//! Structured logging

use tracing_subscriber::EnvFilter;

use crate::{config::Config, error::Result};

/// Build the log filter from `service.log_level`, falling back to `info`
fn env_filter(log_level: &str) -> EnvFilter {
    EnvFilter::try_new(log_level).unwrap_or_else(|_| EnvFilter::new("info"))
}

/// Install a JSON `fmt` subscriber
///
/// Installing twice is not an error; the first subscriber stays active.
pub fn init_tracing(config: &Config) -> Result<()> {
    let installed = tracing_subscriber::fmt()
        .json()
        .with_env_filter(env_filter(&config.service.log_level))
        .try_init();

    match installed {
        Ok(()) => tracing::info!(
            service = %config.service.name,
            environment = %config.service.environment,
            backend = %config.storage.backend,
            "Tracing initialized"
        ),
        Err(e) => tracing::debug!("Tracing subscriber already installed: {}", e),
    }

    Ok(())
}

#[cfg(test)]
mod tests {
    use super::*;

    #[test]
    fn test_init_tracing_twice() {
        let config = Config::default();
        assert!(init_tracing(&config).is_ok());
        assert!(init_tracing(&config).is_ok());
    }

    #[test]
    fn test_level_becomes_filter() {
        assert_eq!(env_filter("debug").to_string(), "debug");
    }
}
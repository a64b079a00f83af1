//! PostgreSQL repositories
//!
//! [`PgRepository`] executes the statements rendered by [`super::sql`] on
//! the connection owned by a [`sqlx::Transaction`]. Every repository call
//! goes through the transaction it is handed, so work sharing one
//! transaction commits or rolls back as a unit.
//!
//! # Example
//!
//! ```rust,no_run
//! use content_service::domain::{CreatePostType, PostType};
//! use content_service::repository::postgres::{PgRepository, PgTransactionManager};
//! use content_service::repository::{Repository, TransactionManager};
//!
//! # async fn example(pool: sqlx::PgPool) -> Result<(), Box<dyn std::error::Error>> {
//! let transactions = PgTransactionManager::new(pool);
//! let repo: PgRepository<PostType, CreatePostType> = PgRepository::new();
//!
//! let mut tx = transactions.begin().await?;
//! let blog = repo
//!     .insert(&mut tx, CreatePostType { code: "blog".into(), name: "Blog".into() })
//!     .await?;
//! transactions.commit(tx).await?;
//! assert_eq!(blog.meta.version, 0);
//! # Ok(())
//! # }
//! ```

use std::fmt;
use std::marker::PhantomData;

use chrono::Utc;
use sqlx::postgres::{PgArguments, PgRow};
use sqlx::{Arguments, FromRow, PgPool, Postgres, Transaction};
use tracing::{debug, warn};
use uuid::Uuid;

use super::error::{RepositoryError, RepositoryOperation};
use super::filter::Filter;
use super::sort::Sort;
use super::sql::{self, SqlParam, Statement};
use super::traits::{Repository, RepositoryResult, TransactionManager};
use super::types::{ScalarType, ScalarValue, TypeMap};
use crate::model::{CreateFor, Entity, EntityMeta};

/// Unit-of-work handle for PostgreSQL repositories
pub type PgTx = Transaction<'static, Postgres>;

/// Begins database transactions on a pool
#[derive(Debug, Clone)]
pub struct PgTransactionManager {
    pool: PgPool,
}

impl PgTransactionManager {
    /// Wrap a connection pool
    #[must_use]
    pub fn new(pool: PgPool) -> Self {
        Self { pool }
    }

    /// The underlying pool
    #[must_use]
    pub fn pool(&self) -> &PgPool {
        &self.pool
    }
}

impl TransactionManager for PgTransactionManager {
    type Tx = PgTx;

    async fn begin(&self) -> RepositoryResult<PgTx> {
        self.pool
            .begin()
            .await
            .map_err(|e| RepositoryError::from(e).with_operation(RepositoryOperation::Transaction))
    }

    async fn commit(&self, tx: PgTx) -> RepositoryResult<()> {
        tx.commit()
            .await
            .map_err(|e| RepositoryError::from(e).with_operation(RepositoryOperation::Transaction))
    }

    async fn rollback(&self, tx: PgTx) -> RepositoryResult<()> {
        tx.rollback()
            .await
            .map_err(|e| RepositoryError::from(e).with_operation(RepositoryOperation::Transaction))
    }
}

/// Repository for one entity kind stored in PostgreSQL
pub struct PgRepository<E, C> {
    _marker: PhantomData<fn() -> (E, C)>,
}

impl<E, C> PgRepository<E, C> {
    /// Create a repository; connections come from the transactions it is given
    #[must_use]
    pub fn new() -> Self {
        Self {
            _marker: PhantomData,
        }
    }
}

impl<E, C> Default for PgRepository<E, C> {
    fn default() -> Self {
        Self::new()
    }
}

impl<E, C> Clone for PgRepository<E, C> {
    fn clone(&self) -> Self {
        Self::new()
    }
}

impl<E: Entity, C> fmt::Debug for PgRepository<E, C> {
    fn fmt(&self, f: &mut fmt::Formatter<'_>) -> fmt::Result {
        f.debug_struct("PgRepository")
            .field("table", &E::TABLE)
            .finish()
    }
}

fn arguments(params: Vec<SqlParam>, op: RepositoryOperation) -> RepositoryResult<PgArguments> {
    let mut args = PgArguments::default();
    for param in params {
        let added = match param {
            SqlParam::Value(ScalarValue::String(v)) => args.add(v),
            SqlParam::Value(ScalarValue::Int(v)) => args.add(v),
            SqlParam::Value(ScalarValue::Float(v)) => args.add(v),
            SqlParam::Value(ScalarValue::Bool(v)) => args.add(v),
            SqlParam::Value(ScalarValue::Date(v)) => args.add(v),
            SqlParam::Value(ScalarValue::DateTime(v)) => args.add(v),
            SqlParam::Value(ScalarValue::Time(v)) => args.add(v),
            SqlParam::Null => args.add(None::<String>),
            SqlParam::Uuid(v) => args.add(v),
            SqlParam::Ids(v) => args.add(v),
            SqlParam::Uids(v) => args.add(v),
        };
        added.map_err(|e| RepositoryError::serialization_error(op, e.to_string()))?;
    }
    Ok(args)
}

fn query_failed(op: RepositoryOperation) -> impl Fn(sqlx::Error) -> RepositoryError {
    move |e| RepositoryError::from(e).with_operation(op)
}

impl<E, C> PgRepository<E, C>
where
    E: Entity + for<'r> FromRow<'r, PgRow> + Unpin,
    C: CreateFor<E>,
{
    async fn fetch_all(
        &self,
        tx: &mut PgTx,
        statement: Statement,
        op: RepositoryOperation,
    ) -> RepositoryResult<Vec<E>> {
        debug!(sql = %statement.sql, "fetch_all");
        let args = arguments(statement.params, op)?;
        sqlx::query_as_with::<_, E, _>(&statement.sql, args)
            .fetch_all(&mut **tx)
            .await
            .map_err(query_failed(op))
    }

    async fn fetch_optional(
        &self,
        tx: &mut PgTx,
        statement: Statement,
        op: RepositoryOperation,
    ) -> RepositoryResult<Option<E>> {
        debug!(sql = %statement.sql, "fetch_optional");
        let args = arguments(statement.params, op)?;
        sqlx::query_as_with::<_, E, _>(&statement.sql, args)
            .fetch_optional(&mut **tx)
            .await
            .map_err(query_failed(op))
    }

    async fn execute(
        &self,
        tx: &mut PgTx,
        statement: Statement,
        op: RepositoryOperation,
    ) -> RepositoryResult<u64> {
        debug!(sql = %statement.sql, "execute");
        let args = arguments(statement.params, op)?;
        let result = sqlx::query_with(&statement.sql, args)
            .execute(&mut **tx)
            .await
            .map_err(query_failed(op))?;
        Ok(result.rows_affected())
    }

    /// Attribute types needed to render `filters` and `sorts`, if any
    async fn attributes_for(
        &self,
        tx: &mut PgTx,
        filters: &[Filter],
        sorts: &[Sort],
    ) -> RepositoryResult<TypeMap> {
        let needed = filters.iter().any(|f| matches!(f, Filter::Attribute { .. }))
            || sorts.iter().any(Sort::is_attribute);
        if needed {
            self.attribute_type_map(tx).await
        } else {
            Ok(TypeMap::new())
        }
    }
}

impl<E, C> Repository for PgRepository<E, C>
where
    E: Entity + for<'r> FromRow<'r, PgRow> + Unpin,
    C: CreateFor<E>,
{
    type Entity = E;
    type Create = C;
    type Tx = PgTx;

    async fn find_by_id(&self, tx: &mut PgTx, id: i32) -> RepositoryResult<Option<E>> {
        self.fetch_optional(tx, sql::find_by_id::<E>(id), RepositoryOperation::FindById)
            .await
    }

    async fn find_by_ids(&self, tx: &mut PgTx, ids: &[i32]) -> RepositoryResult<Vec<E>> {
        if ids.is_empty() {
            return Ok(Vec::new());
        }
        self.fetch_all(tx, sql::find_by_ids::<E>(ids), RepositoryOperation::FindById)
            .await
    }

    async fn find_by_uid(&self, tx: &mut PgTx, uid: Uuid) -> RepositoryResult<Option<E>> {
        self.fetch_optional(tx, sql::find_by_uid::<E>(uid), RepositoryOperation::FindByUid)
            .await
    }

    async fn find_by_uids(&self, tx: &mut PgTx, uids: &[Uuid]) -> RepositoryResult<Vec<E>> {
        if uids.is_empty() {
            return Ok(Vec::new());
        }
        self.fetch_all(tx, sql::find_by_uids::<E>(uids), RepositoryOperation::FindByUid)
            .await
    }

    async fn exists(&self, tx: &mut PgTx, id: i32) -> RepositoryResult<bool> {
        let statement = sql::exists::<E>(id);
        let args = arguments(statement.params, RepositoryOperation::Exists)?;
        sqlx::query_scalar_with::<_, bool, _>(&statement.sql, args)
            .fetch_one(&mut **tx)
            .await
            .map_err(query_failed(RepositoryOperation::Exists))
    }

    async fn insert(&self, tx: &mut PgTx, input: C) -> RepositoryResult<E> {
        let entity = input.into_entity(EntityMeta::fresh(0, Utc::now()));
        let inserted = self
            .fetch_optional(tx, sql::insert(&entity), RepositoryOperation::Insert)
            .await?;
        inserted.ok_or_else(|| {
            RepositoryError::database_error(RepositoryOperation::Insert, "insert returned no row")
                .with_entity(E::ENTITY_TYPE, entity.uid().to_string())
        })
    }

    async fn update(&self, tx: &mut PgTx, entity: E) -> RepositoryResult<E> {
        let id = entity.id();
        let updated = self
            .fetch_optional(tx, sql::update(&entity), RepositoryOperation::Update)
            .await?;
        updated.ok_or_else(|| RepositoryError::conflict(E::ENTITY_TYPE, id))
    }

    async fn delete_by_id(&self, tx: &mut PgTx, id: i32) -> RepositoryResult<u64> {
        self.execute(tx, sql::delete_by_id::<E>(id), RepositoryOperation::Delete)
            .await
    }

    async fn delete_by_ids(&self, tx: &mut PgTx, ids: &[i32]) -> RepositoryResult<u64> {
        if ids.is_empty() {
            return Ok(0);
        }
        self.execute(tx, sql::delete_by_ids::<E>(ids), RepositoryOperation::Delete)
            .await
    }

    async fn delete_by_uid(&self, tx: &mut PgTx, uid: Uuid) -> RepositoryResult<u64> {
        self.execute(tx, sql::delete_by_uid::<E>(uid), RepositoryOperation::Delete)
            .await
    }

    async fn delete_by_uids(&self, tx: &mut PgTx, uids: &[Uuid]) -> RepositoryResult<u64> {
        if uids.is_empty() {
            return Ok(0);
        }
        self.execute(tx, sql::delete_by_uids::<E>(uids), RepositoryOperation::Delete)
            .await
    }

    async fn find_many(
        &self,
        tx: &mut PgTx,
        filters: &[Filter],
        sorts: &[Sort],
    ) -> RepositoryResult<Vec<E>> {
        for filter in filters {
            filter.validate()?;
        }
        let attributes = self.attributes_for(tx, filters, sorts).await?;
        let statement = sql::find_many::<E>(filters, sorts, &attributes)?;
        self.fetch_all(tx, statement, RepositoryOperation::FindMany)
            .await
    }

    async fn count(&self, tx: &mut PgTx, filters: &[Filter]) -> RepositoryResult<u64> {
        for filter in filters {
            filter.validate()?;
        }
        let attributes = self.attributes_for(tx, filters, &[]).await?;
        let statement = sql::count::<E>(filters, &attributes)?;
        let args = arguments(statement.params, RepositoryOperation::Count)?;
        let count = sqlx::query_scalar_with::<_, i64, _>(&statement.sql, args)
            .fetch_one(&mut **tx)
            .await
            .map_err(query_failed(RepositoryOperation::Count))?;
        Ok(u64::try_from(count).unwrap_or_default())
    }

    async fn attribute_type_map(&self, tx: &mut PgTx) -> RepositoryResult<TypeMap> {
        let statement = sql::attribute_definitions(E::ENTITY_TYPE);
        let args = arguments(statement.params, RepositoryOperation::TypeMap)?;
        let rows: Vec<(String, String)> = sqlx::query_as_with(&statement.sql, args)
            .fetch_all(&mut **tx)
            .await
            .map_err(query_failed(RepositoryOperation::TypeMap))?;

        Ok(rows
            .into_iter()
            .filter_map(|(name, data_type)| match data_type.parse::<ScalarType>() {
                Ok(ty) => Some((name, ty)),
                Err(err) => {
                    warn!(attribute = %name, error = %err, "skipping attribute");
                    None
                }
            })
            .collect())
    }
}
========
= Exercise prompt =
Could you please find every line of the listing above holding the string "TypeMap" and copy it?

= Result of the exercise =
use super::types::{ScalarType, ScalarValue, TypeMap};
    ) -> RepositoryResult<TypeMap> {
            Ok(TypeMap::new())
    async fn attribute_type_map(&self, tx: &mut PgTx) -> RepositoryResult<TypeMap> {
        let args = arguments(statement.params, RepositoryOperation::TypeMap)?;
            .map_err(query_failed(RepositoryOperation::TypeMap))?;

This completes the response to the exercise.